* **Material to process**:
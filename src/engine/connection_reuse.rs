use std::collections::{HashMap, HashSet};

use tracing::debug;

use crate::model::TimingRecord;

use super::grouping::group_by_origin;

/// Decide per request whether its transport connection was reused, keyed by
/// request id. The map is total over the input.
///
/// The explicit `connection_reused` field is trusted verbatim when the record
/// set actually differentiates connection ids (or has fewer than two
/// records). When every record reports the same id, the id field is plainly
/// unpopulated (commonly always `0`) and a per-origin timing heuristic takes
/// over instead.
pub fn estimate_if_connection_was_reused(records: &[TimingRecord]) -> HashMap<String, bool> {
    let connection_ids: HashSet<u64> = records.iter().map(|r| r.connection_id).collect();
    if connection_ids.len() > 1 || records.len() < 2 {
        return records
            .iter()
            .map(|r| (r.request_id.clone(), r.connection_reused.unwrap_or(false)))
            .collect();
    }

    debug!(
        records = records.len(),
        "connection ids undifferentiated, estimating reuse from timings"
    );

    let mut reused = HashMap::with_capacity(records.len());
    for group in group_by_origin(records).values() {
        // Earliest point any connection to this origin could have been freed.
        let earliest_reuse_possible = group
            .iter()
            .map(|r| r.end_time)
            .fold(f64::INFINITY, f64::min);

        for record in group {
            let judged =
                record.start_time >= earliest_reuse_possible || record.is_multiplexed();
            reused.insert(record.request_id.clone(), judged);
        }

        // The first request to an origin cannot reuse a prior connection.
        let first = group
            .iter()
            .copied()
            .reduce(|min, r| if r.start_time < min.start_time { r } else { min });
        if let Some(first) = first {
            reused.insert(first.request_id.clone(), false);
        }
    }

    // Records without an attributable origin never enter the heuristic; fall
    // back to their explicit field so the map stays total.
    for record in records {
        reused
            .entry(record.request_id.clone())
            .or_insert_with(|| record.connection_reused.unwrap_or(false));
    }

    reused
}
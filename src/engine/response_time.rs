use std::collections::HashMap;

use tracing::trace;

use crate::error::EstimateError;
use crate::metrics::{summarize_by_origin, OriginKey, Summary};
use crate::model::{ResponseTimeOptions, RttEstimateOptions, TimingRecord};

use super::rtt::estimate_rtt_by_origin;
use super::estimate_value_by_origin;

/// Estimate server-side processing time per origin, summarized: time to first
/// byte with the estimated network round trip removed.
///
/// Without a provided `rtt_by_origin`, RTT is estimated internally and each
/// origin's summary reduced to its minimum — RTT cannot be spuriously smaller
/// than the true value, while congestion and queueing pad it upward, so the
/// minimum best approximates the floor. A record whose origin has no RTT
/// entry borrows the aggregate entry instead of being dropped.
pub fn estimate_server_response_time_by_origin(
    records: &[TimingRecord],
    options: &ResponseTimeOptions,
) -> Result<HashMap<OriginKey, Summary>, EstimateError> {
    let rtt_by_origin = match &options.rtt_by_origin {
        Some(provided) => provided.clone(),
        None => estimate_rtt_by_origin(records, &RttEstimateOptions::default())?
            .into_iter()
            .map(|(key, summary)| (key, summary.min))
            .collect(),
    };

    let samples_by_origin = estimate_value_by_origin(records, |ctx| {
        let timing = ctx.timing;
        if timing.send_end < 0.0 || timing.receive_headers_end < 0.0 {
            return Vec::new();
        }
        let Some(origin) = ctx.record.origin() else {
            return Vec::new();
        };
        let rtt = rtt_by_origin
            .get(&OriginKey::Origin(origin))
            .or_else(|| rtt_by_origin.get(&OriginKey::All));
        let Some(rtt) = rtt else {
            trace!(request_id = %ctx.record.request_id, "no RTT estimate for origin, skipping");
            return Vec::new();
        };
        let ttfb = timing.receive_headers_end - timing.send_end;
        // Processing time cannot be negative; clamp any residual to zero.
        vec![(ttfb - rtt).max(0.0)]
    });

    Ok(summarize_by_origin(&samples_by_origin))
}
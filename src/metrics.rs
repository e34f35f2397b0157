//! Statistical summaries over per-origin sample collections.

use serde::{Deserialize, Serialize};
use std::collections::HashMap;

/// Key of a summarized mapping: either one concrete origin or the reserved
/// aggregate entry. An enum variant rather than a magic string, so the
/// aggregate can never collide with a real origin and callers never compare
/// strings to tell the two apart.
#[derive(Debug, Clone, PartialEq, Eq, Hash, PartialOrd, Ord)]
pub enum OriginKey {
    /// Combined entry over the union of every origin's samples.
    All,
    /// A single scheme+host+port origin.
    Origin(String),
}

/// {min, max, avg, median} over one non-empty sample collection, in
/// milliseconds.
#[derive(Debug, Clone, Copy, PartialEq, Serialize, Deserialize)]
pub struct Summary {
    pub min: f64,
    pub max: f64,
    pub avg: f64,
    pub median: f64,
}

impl Summary {
    /// Compute summary metrics from samples; `None` on an empty collection.
    /// Upstream filtering drops empty origins, so callers normally never see
    /// `None`.
    pub fn from_samples(samples: &[f64]) -> Option<Self> {
        if samples.is_empty() {
            return None;
        }
        let mut sorted = samples.to_vec();
        sorted.sort_by(|a, b| a.partial_cmp(b).unwrap());
        let n = sorted.len();
        let avg = sorted.iter().sum::<f64>() / n as f64;
        // Lower median: deterministic for even-length input, no interpolation.
        let median = sorted[(n - 1) / 2];
        Some(Self {
            min: sorted[0],
            max: sorted[n - 1],
            avg,
            median,
        })
    }
}

/// Summarize each origin's samples, plus one `OriginKey::All` entry over the
/// union of every collection.
pub fn summarize_by_origin(
    samples_by_origin: &HashMap<String, Vec<f64>>,
) -> HashMap<OriginKey, Summary> {
    let mut summaries = HashMap::with_capacity(samples_by_origin.len() + 1);
    let mut all = Vec::new();
    for (origin, samples) in samples_by_origin {
        all.extend_from_slice(samples);
        if let Some(summary) = Summary::from_samples(samples) {
            summaries.insert(OriginKey::Origin(origin.clone()), summary);
        }
    }
    if let Some(summary) = Summary::from_samples(&all) {
        summaries.insert(OriginKey::All, summary);
    }
    summaries
}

* **Activity**: Line by line, repeat everything in the records verbatim.

* **Task response**:
filename src/engine/connection_reuse.rs
use std::collections::{HashMap, HashSet};

use tracing::debug;

use crate::model::TimingRecord;

use super::grouping::group_by_origin;

/// Decide per request whether its transport connection was reused, keyed by
/// request id. The map is total over the input.
///
/// The explicit `connection_reused` field is trusted verbatim when the record
/// set actually differentiates connection ids (or has fewer than two
/// records). When every record reports the same id, the id field is plainly
/// unpopulated (commonly always `0`) and a per-origin timing heuristic takes
/// over instead.
pub fn estimate_if_connection_was_reused(records: &[TimingRecord]) -> HashMap<String, bool> {
    let connection_ids: HashSet<u64> = records.iter().map(|r| r.connection_id).collect();
    if connection_ids.len() > 1 || records.len() < 2 {
        return records
            .iter()
            .map(|r| (r.request_id.clone(), r.connection_reused.unwrap_or(false)))
            .collect();
    }

    debug!(
        records = records.len(),
        "connection ids undifferentiated, estimating reuse from timings"
    );

    let mut reused = HashMap::with_capacity(records.len());
    for group in group_by_origin(records).values() {
        // Earliest point any connection to this origin could have been freed.
        let earliest_reuse_possible = group
            .iter()
            .map(|r| r.end_time)
            .fold(f64::INFINITY, f64::min);

        for record in group {
            let judged =
                record.start_time >= earliest_reuse_possible || record.is_multiplexed();
            reused.insert(record.request_id.clone(), judged);
        }

        // The first request to an origin cannot reuse a prior connection.
        let first = group
            .iter()
            .copied()
            .reduce(|min, r| if r.start_time < min.start_time { r } else { min });
        if let Some(first) = first {
            reused.insert(first.request_id.clone(), false);
        }
    }

    // Records without an attributable origin never enter the heuristic; fall
    // back to their explicit field so the map stays total.
    for record in records {
        reused
            .entry(record.request_id.clone())
            .or_insert_with(|| record.connection_reused.unwrap_or(false));
    }

    reused
}
filename src/engine/response_time.rs
use std::collections::HashMap;

use tracing::trace;

use crate::error::EstimateError;
use crate::metrics::{summarize_by_origin, OriginKey, Summary};
use crate::model::{ResponseTimeOptions, RttEstimateOptions, TimingRecord};

use super::rtt::estimate_rtt_by_origin;
use super::estimate_value_by_origin;

/// Estimate server-side processing time per origin, summarized: time to first
/// byte with the estimated network round trip removed.
///
/// Without a provided `rtt_by_origin`, RTT is estimated internally and each
/// origin's summary reduced to its minimum — RTT cannot be spuriously smaller
/// than the true value, while congestion and queueing pad it upward, so the
/// minimum best approximates the floor. A record whose origin has no RTT
/// entry borrows the aggregate entry instead of being dropped.
pub fn estimate_server_response_time_by_origin(
    records: &[TimingRecord],
    options: &ResponseTimeOptions,
) -> Result<HashMap<OriginKey, Summary>, EstimateError> {
    let rtt_by_origin = match &options.rtt_by_origin {
        Some(provided) => provided.clone(),
        None => estimate_rtt_by_origin(records, &RttEstimateOptions::default())?
            .into_iter()
            .map(|(key, summary)| (key, summary.min))
            .collect(),
    };

    let samples_by_origin = estimate_value_by_origin(records, |ctx| {
        let timing = ctx.timing;
        if timing.send_end < 0.0 || timing.receive_headers_end < 0.0 {
            return Vec::new();
        }
        let Some(origin) = ctx.record.origin() else {
            return Vec::new();
        };
        let rtt = rtt_by_origin
            .get(&OriginKey::Origin(origin))
            .or_else(|| rtt_by_origin.get(&OriginKey::All));
        let Some(rtt) = rtt else {
            trace!(request_id = %ctx.record.request_id, "no RTT estimate for origin, skipping");
            return Vec::new();
        };
        let ttfb = timing.receive_headers_end - timing.send_end;
        // Processing time cannot be negative; clamp any residual to zero.
        vec![(ttfb - rtt).max(0.0)]
    });

    Ok(summarize_by_origin(&samples_by_origin))
}
filename src/metrics.rs
repository e34f35f2397b0157
//! Statistical summaries over per-origin sample collections.

use serde::{Deserialize, Serialize};
use std::collections::HashMap;

/// Key of a summarized mapping: either one concrete origin or the reserved
/// aggregate entry. An enum variant rather than a magic string, so the
/// aggregate can never collide with a real origin and callers never compare
/// strings to tell the two apart.
#[derive(Debug, Clone, PartialEq, Eq, Hash, PartialOrd, Ord)]
pub enum OriginKey {
    /// Combined entry over the union of every origin's samples.
    All,
    /// A single scheme+host+port origin.
    Origin(String),
}

/// {min, max, avg, median} over one non-empty sample collection, in
/// milliseconds.
#[derive(Debug, Clone, Copy, PartialEq, Serialize, Deserialize)]
pub struct Summary {
    pub min: f64,
    pub max: f64,
    pub avg: f64,
    pub median: f64,
}

impl Summary {
    /// Compute summary metrics from samples; `None` on an empty collection.
    /// Upstream filtering drops empty origins, so callers normally never see
    /// `None`.
    pub fn from_samples(samples: &[f64]) -> Option<Self> {
        if samples.is_empty() {
            return None;
        }
        let mut sorted = samples.to_vec();
        sorted.sort_by(|a, b| a.partial_cmp(b).unwrap());
        let n = sorted.len();
        let avg = sorted.iter().sum::<f64>() / n as f64;
        // Lower median: deterministic for even-length input, no interpolation.
        let median = sorted[(n - 1) / 2];
        Some(Self {
            min: sorted[0],
            max: sorted[n - 1],
            avg,
            median,
        })
    }
}

/// Summarize each origin's samples, plus one `OriginKey::All` entry over the
/// union of every collection.
pub fn summarize_by_origin(
    samples_by_origin: &HashMap<String, Vec<f64>>,
) -> HashMap<OriginKey, Summary> {
    let mut summaries = HashMap::with_capacity(samples_by_origin.len() + 1);
    let mut all = Vec::new();
    for (origin, samples) in samples_by_origin {
        all.extend_from_slice(samples);
        if let Some(summary) = Summary::from_samples(samples) {
            summaries.insert(OriginKey::Origin(origin.clone()), summary);
        }
    }
    if let Some(summary) = Summary::from_samples(&all) {
        summaries.insert(OriginKey::All, summary);
    }
    summaries
}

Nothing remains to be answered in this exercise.